TIP: For networks without DHCP support, a static IP address can be set in the advanced settings menu.
On first start, pkg will ask to run
pkg update to gather the latest list of packages available to search through and install.
pkg install apache24 in the terminal to download and install Apache web server. Start the web server by typing
service apache24 onestart. To have Apache start each time the jail is started edit
/etc/rc.conf and add
apache24_enable=”YES” at the bottom. Then type
service apache24 start.
Open a new browser tab and enter the jail IP address.
Sharing and editing files with the jail
For security reasons, jails are restricted in what access they have by default, but there are several ways to share files to the jail. This section will cover three methods: share a folder in the jail using a NAS share, mount a dataset to the jail, and using FTP/SFTP to download files.
Method 1: Share the jail service’s folder
This method is complicated to set up, but the easiest to use in practice, allowing a webadmin or designer direct access to the Apache service from their client computer or workstation.
Go to Accounts -> Users and create a new user in FreeNAS, could be webadmin or anything, and set their home directory to the folder in the jail. Because Apache 2.4 serves files from
/usr/local/www/apache24/data, this example will refer to that.
Go to Sharing in the FreeNAS web interface and choose the desired protocol — SMB, NFS, or AFP. For the most platform compatibility SMB is likely the best choice as it works with Windows, Linux, and macOS. Click on the iocage dataset, then jails, then the name of the desired jail and select the exact folder to share. In Apache 2.4, web files are served from the
/usr/local/www/apache24/data directory. Ensure the user of the share is the same as that just created in FreeNAS.

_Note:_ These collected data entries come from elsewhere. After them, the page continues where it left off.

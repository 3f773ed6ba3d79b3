use std::time::Duration;

use sqlx::{PgPool, Pool, Postgres};
use uuid::Uuid;

use appshot_core::broker::{Delivery, MessageBroker};
use appshot_core::error::AppError;
use appshot_core::job::{Priority, QueueMessage};

const DEFAULT_VISIBILITY_TIMEOUT: Duration = Duration::from_secs(300);

/// PostgreSQL-backed broker using `SELECT FOR UPDATE SKIP LOCKED`.
///
/// A claimed message is hidden by pushing `visible_at` past the visibility
/// timeout. If the consumer dies before acking it reappears on its own.
/// Ack and reschedule match on `delivery_count`, so a consumer whose lease
/// expired cannot touch the message after it was claimed again.
#[derive(Clone)]
pub struct QueueRepository {
    pool: Pool<Postgres>,
    visibility_timeout: Duration,
}

impl QueueRepository {
    pub fn new(pool: PgPool) -> Self {
        Self {
            pool,
            visibility_timeout: DEFAULT_VISIBILITY_TIMEOUT,
        }
    }

    pub fn with_visibility_timeout(mut self, timeout: Duration) -> Self {
        self.visibility_timeout = timeout;
        self
    }
}

fn broker_err(e: sqlx::Error) -> AppError {
    AppError::BrokerUnavailable(e.to_string())
}

#[derive(sqlx::FromRow)]
struct MessageRow {
    id: Uuid,
    queue: String,
    job_id: Uuid,
    app_id: String,
    store: String,
    attempt: i32,
    priority: i16,
    delivery_count: i32,
    force_refresh: bool,
}

impl TryFrom<MessageRow> for Delivery {
    type Error = AppError;

    fn try_from(row: MessageRow) -> Result<Self, Self::Error> {
        let store = row.store.parse().map_err(|e: AppError| {
            AppError::BrokerUnavailable(format!("Corrupt store on message {}: {e}", row.id))
        })?;

        Ok(Delivery {
            id: row.id,
            queue: row.queue,
            message: QueueMessage {
                job_id: row.job_id,
                app_id: row.app_id,
                store,
                attempt: row.attempt.max(0) as u32,
                force_refresh: row.force_refresh,
            },
            priority: Priority::from_weight(row.priority),
            delivery_count: row.delivery_count.max(0) as u32,
        })
    }
}

impl MessageBroker for QueueRepository {
    async fn publish(
        &self,
        queue: &str,
        message: &QueueMessage,
        priority: Priority,
        delay: Duration,
    ) -> Result<Uuid, AppError> {
        let id = Uuid::new_v4();
        sqlx::query(
            r#"
            INSERT INTO queue_messages
                (id, queue, job_id, app_id, store, attempt, priority, force_refresh, visible_at)
            VALUES ($1, $2, $3, $4, $5, $6, $7, $8, NOW() + make_interval(secs => $9))
            "#,
        )
        .bind(id)
        .bind(queue)
        .bind(message.job_id)
        .bind(&message.app_id)
        .bind(message.store.as_str())
        .bind(message.attempt as i32)
        .bind(priority.weight())
        .bind(message.force_refresh)
        .bind(delay.as_secs_f64())
        .execute(&self.pool)
        .await
        .map_err(broker_err)?;

        tracing::trace!(%queue, job_id = %message.job_id, delivery_id = %id, "Message published");
        Ok(id)
    }

    async fn claim(&self, queue: &str, consumer: &str) -> Result<Option<Delivery>, AppError> {
        let row = sqlx::query_as::<_, MessageRow>(
            r#"
            UPDATE queue_messages
            SET visible_at = NOW() + make_interval(secs => $2),
                delivery_count = delivery_count + 1,
                consumer = $3
            WHERE id = (
                SELECT id FROM queue_messages
                WHERE queue = $1 AND visible_at <= NOW()
                ORDER BY priority DESC, visible_at ASC, seq ASC
                LIMIT 1
                FOR UPDATE SKIP LOCKED
            )
            RETURNING id, queue, job_id, app_id, store, attempt, priority, delivery_count, force_refresh
            "#,
        )
        .bind(queue)
        .bind(self.visibility_timeout.as_secs_f64())
        .bind(consumer)
        .fetch_optional(&self.pool)
        .await
        .map_err(broker_err)?;

        row.map(Delivery::try_from).transpose()
    }

    async fn ack(&self, delivery: &Delivery) -> Result<bool, AppError> {
        let result =
            sqlx::query("DELETE FROM queue_messages WHERE id = $1 AND delivery_count = $2")
                .bind(delivery.id)
                .bind(delivery.delivery_count as i32)
                .execute(&self.pool)
            .await
            .map_err(broker_err)?;

        Ok(result.rows_affected() > 0)
    }

    async fn reschedule(
        &self,
        delivery: &Delivery,
        attempt: u32,
        delay: Duration,
    ) -> Result<bool, AppError> {
        let result = sqlx::query(
            r#"
            UPDATE queue_messages
            SET attempt = $2,
                visible_at = NOW() + make_interval(secs => $3),
                consumer = NULL
            WHERE id = $1 AND delivery_count = $4
            "#,
        )
        .bind(delivery.id)
        .bind(attempt as i32)
        .bind(delay.as_secs_f64())
        .bind(delivery.delivery_count as i32)
        .execute(&self.pool)
        .await
        .map_err(broker_err)?;

        Ok(result.rows_affected() > 0)
    }

    async fn depth(&self, queue: &str) -> Result<u64, AppError> {
        let count: i64 = sqlx::query_scalar("SELECT COUNT(*) FROM queue_messages WHERE queue = $1")
            .bind(queue)
            .fetch_one(&self.pool)
            .await
            .map_err(broker_err)?;

        Ok(count.max(0) as u64)
    }
}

Start the jail and open the Shell. Add a user using the
adduser command. Ensure all credentials are the same as the user just created in the FreeNAS UI including the home folder. Also, ensure the group is set to
www the same as Apache 2.4 uses.
On a Windows client, open the Explorer and search for the SMB share created by typing \\<Physical FreeNAS IP or DNS name>\<share name>, for example \\192.168.0.11\WebServer. Enter the user name and password for the account created in FreeNAS.
Copy, create, or edit the files directly from your client device.

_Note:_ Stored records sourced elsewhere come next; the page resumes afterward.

use std::sync::Arc;
use std::time::Duration;

use axum::Router;
use axum::body::Body;
use axum::http::{Request, Response};
use http_body_util::BodyExt;
use tower::ServiceExt;

use appshot_core::config::RuntimeConfig;
use appshot_db::Backends;
use appshot_server::accounts::AccountBook;
use appshot_server::app::build_state;
use appshot_server::routes;
use appshot_server::state::AppState;

pub const FREE_KEY: &str = "free-key";
pub const PREMIUM_KEY: &str = "premium-key";
pub const METERED_KEY: &str = "metered-key";
pub const ADMIN_TOKEN: &str = "admin-secret";

const ACCOUNTS: &str = r#"[
    {"api_key": "free-key", "client_id": "free-client"},
    {"api_key": "premium-key", "client_id": "premium-client", "tier": "premium"},
    {"api_key": "metered-key", "client_id": "metered-client", "tier": "basic", "quota": 1}
]"#;

pub struct TestApp {
    pub router: Router,
    pub state: Arc<AppState>,
    pub backends: Backends,
}

impl TestApp {
    pub async fn send(&self, request: Request<Body>) -> Response<Body> {
        self.router.clone().oneshot(request).await.unwrap()
    }
}

fn build(admin_token: Option<&str>) -> TestApp {
    let backends = Backends::in_memory(Duration::from_secs(300));
    let accounts = AccountBook::from_json(ACCOUNTS).unwrap();
    let state = build_state(
        &backends,
        &RuntimeConfig::default(),
        accounts,
        admin_token.map(str::to_string),
    );

    TestApp {
        router: routes::router(state.clone()),
        state,
        backends,
    }
}

/// App on in-memory backends with admin endpoints enabled. No workers run,
/// so submitted jobs stay queued.
pub async fn setup_test_app() -> TestApp {
    build(Some(ADMIN_TOKEN))
}

/// Same, with `APPSHOT_ADMIN_TOKEN` unset.
pub async fn setup_test_app_no_auth() -> TestApp {
    build(None)
}

pub fn post_json(uri: &str, token: &str, body: serde_json::Value) -> Request<Body> {
    Request::post(uri)
        .header("authorization", format!("Bearer {token}"))
        .header("content-type", "application/json")
        .body(Body::from(body.to_string()))
        .unwrap()
}

pub fn get_with(uri: &str, token: &str) -> Request<Body> {
    Request::get(uri)
        .header("authorization", format!("Bearer {token}"))
        .body(Body::empty())
        .unwrap()
}

pub async fn json_body(response: Response<Body>) -> serde_json::Value {
    let body = response.into_body().collect().await.unwrap().to_bytes();
    serde_json::from_slice(&body).unwrap()
}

If you have any trouble editing or saving changes on the files, it could be due to permissions on the folder itself in the jail. These can be adjusted using the
chmod(1) command in the jail. More details can be found here. For Apache 2.4,
chmod -R 754 /usr/local/www/apache24/data should be the correct level of permission.
Method 2: Mounting a dataset to the jail
Begin by turning off the jail. Click the three dot menu on the right hand side of the jail menu and select Mount points from the options.

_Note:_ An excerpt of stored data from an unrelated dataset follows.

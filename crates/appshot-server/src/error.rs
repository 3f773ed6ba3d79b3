use axum::http::{HeaderValue, StatusCode, header};
use axum::response::{IntoResponse, Response};

use appshot_core::error::AppError;

use crate::dto::ErrorResponse;

/// Wrapper so we can implement `IntoResponse` for `AppError`.
pub struct ApiError(pub AppError);

impl From<AppError> for ApiError {
    fn from(err: AppError) -> Self {
        Self(err)
    }
}

fn classify(err: &AppError) -> (StatusCode, &'static str) {
    match err {
        AppError::ValidationError(_) => (StatusCode::BAD_REQUEST, "validation_error"),
        AppError::SerializationError(_) => (StatusCode::BAD_REQUEST, "serialization_error"),
        AppError::QuotaExceeded { .. } => (StatusCode::TOO_MANY_REQUESTS, "quota_exceeded"),
        AppError::QuotaExhausted(_) => (StatusCode::FORBIDDEN, "quota_exhausted"),
        AppError::TierForbidden { .. } => (StatusCode::FORBIDDEN, "tier_forbidden"),
        AppError::NotFound(_) => (StatusCode::NOT_FOUND, "not_found"),
        AppError::StateConflict { .. } | AppError::AttemptsExhausted { .. } => {
            (StatusCode::CONFLICT, "conflict")
        }
        AppError::BrokerUnavailable(_) => (StatusCode::SERVICE_UNAVAILABLE, "broker_unavailable"),
        AppError::CacheUnavailable(_) => (StatusCode::SERVICE_UNAVAILABLE, "cache_unavailable"),
        AppError::DatabaseError(_) => (StatusCode::INTERNAL_SERVER_ERROR, "database_error"),
        AppError::ConfigError(_) => (StatusCode::INTERNAL_SERVER_ERROR, "config_error"),
        AppError::Timeout(_) => (StatusCode::GATEWAY_TIMEOUT, "timeout"),
        _ => (StatusCode::INTERNAL_SERVER_ERROR, "internal_error"),
    }
}

impl IntoResponse for ApiError {
    fn into_response(self) -> Response {
        let (status, error_type) = classify(&self.0);
        if status.is_server_error() {
            tracing::error!(error = %self.0, "Request failed");
        }

        let retry_after = self.0.retry_after_secs();
        let body = ErrorResponse {
            error: error_type.to_string(),
            message: self.0.to_string(),
            retry_after,
        };

        let mut response = (status, axum::Json(body)).into_response();
        if let Some(secs) = retry_after {
            response
                .headers_mut()
                .insert(header::RETRY_AFTER, HeaderValue::from(secs));
        }
        response
    }
}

Click Actions -> Add Mount Point. In the web interface, select the source dataset path and the folder in the jail as the mount point. The option Read-Only is useful for jails designed just to show information and not alter data on the host.
NOTE: Unless mounted as a read only file system, mounting a directory to a jail changes the permissions of all files in the directory to those of the jail. A separate directory should be mounted to the jail to ensure other files within the file share are not affected. Create a ‘mount’ or ‘publish’ folder within an existing SMB or NFS dataset and only mount that specific directory to the jail. For example, if
/mnt/Storage/NFS was the NFS shared dataset, create a sub-directory
/mnt/Storage/NFS/publish and just mount that directory to the jail. Doing so avoids files not associated with the jail having their permissions changed, and you can copy only those files ready to be shared to the jail.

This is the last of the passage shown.